Emergency contraception became available in
the 1980s. By the mid-1990s almost 800 thousand prescriptions per year were
being issued. In 2002 family planning clinics issued nearly 27 thousand
prescriptions to girls under 16, and 77 thousand to young women aged 16 to 19.[iii]
The number obtaining prescriptions from GPs is not known. Yet the Government
now has a major campaign to increase its use among teenagers—a scheme has
recently piloted the provision of emergency contraception in supermarkets. A
DOH spokeswoman said: ‘We strongly support the involvement of Sainsbury’s,
working with the local NHS, to improve young women’s access to free emergency
contraception.’
The background to sex education
So
how have we arrived at the present situation where tens of thousands of under
age children are using contraception? For the past thousand years biblical
morality has been the foundation for sexual conduct in this country. Biblical
virtues were widely accepted as the only sure guide to sexual behaviour. How is
it possible that Great Britain, once a great Christian nation, has fallen so low
that the state is now issuing contraception to children in supermarkets?
In
the early 1970s, after the introduction of the abortion act in 1968, there was
wide spread concern about the high number of abortions among young people.

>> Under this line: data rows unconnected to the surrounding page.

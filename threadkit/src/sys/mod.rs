//! Platform-specific threading backend.
//!
//! This module provides a unified interface over the native threading
//! primitives of each operating system family:
//!
//! - POSIX threads (`pthread_mutex_t`, `pthread_cond_t`, `pthread_create`),
//! - Win32 critical sections, events and `CreateThread`.
//!
//! Both backends expose identical type and function names with identical
//! semantics. The concrete implementation is selected at compile time and
//! re-exported as [`platform`]; the rest of the crate never names a backend
//! directly.

pub(crate) mod common;

pub(crate) use common::RawLock;

#[cfg(unix)]
pub(crate) mod unix;

#[cfg(windows)]
pub(crate) mod windows;

#[cfg(unix)]
pub(crate) use unix as platform;

#[cfg(windows)]
pub(crate) use windows as platform;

Although there were already over a thousand FPA contraceptive clinics around the
country, a Government review of family planning concluded that a substantial
expansion was needed to reduce the number of unwanted teenage pregnancies. The
British Medical Journal argued that a policy of free contraception would help
cut the number of unintended pregnancies.
In 1973 it was argued in Parliament that an
efficient and comprehensive family planning service, which included providing
contraception to girls under 16, would reduce abortion figures.[iv]
And so in 1974, by an Act of Parliament, the British Government became
responsible for supplying contraceptives to children. It was now Government
policy for the state to provide contraceptives to children under the age of
sexual consent. This Act of Parliament represented a massive change in
social policy and was a landmark decision in favour of the sexual revolution.
And
the most disturbing aspect of the Act was that it allowed doctors to prescribe
contraceptives to children without the knowledge or consent of their parents—and
hardly anybody outside the family planning lobby was aware of this fact. Few
people realised that doctors now had the right to prescribe contraceptives for
children and keep the fact secret from their parents.
So
contraceptives have been freely available to under age children on the National
Health Service (NHS) since 1974, and a number of ideologically motivated
organisations, such as the Family Planning Association (FPA), the Health
Education Authority (HEA) and the Brook Advisory Centres (Brook), have spent
millions of pounds of public money on promoting contraception among young
people. How ironic that after three decades of free contraception for children,
provided free by the state, the UK has the highest rate of teenage pregnancies
in Western Europe! How ironic that after three decades of free contraception
for children, there is now an epidemic of STDs among young people. Any
reasonable person would conclude that the policy has failed—that the promotion
of contraceptives is not the answer to teenage pregnancies. Why then does our
Government persist with the policy of promoting contraceptives among children, a
policy that is clearly not meeting its stated objectives?
The sexual revolution
To
answer this question we need to explore the link between sex education and the
sexual revolution. In my book, Lesson in Depravity, I conclude ‘we can
only understand the motivation behind sex education if we grasp the essential
point that sex education has evolved out of the ideas of the sexual
revolution’. Many of the revolutionaries realised that sex education could be a
powerful vehicle for promoting their ideas among children.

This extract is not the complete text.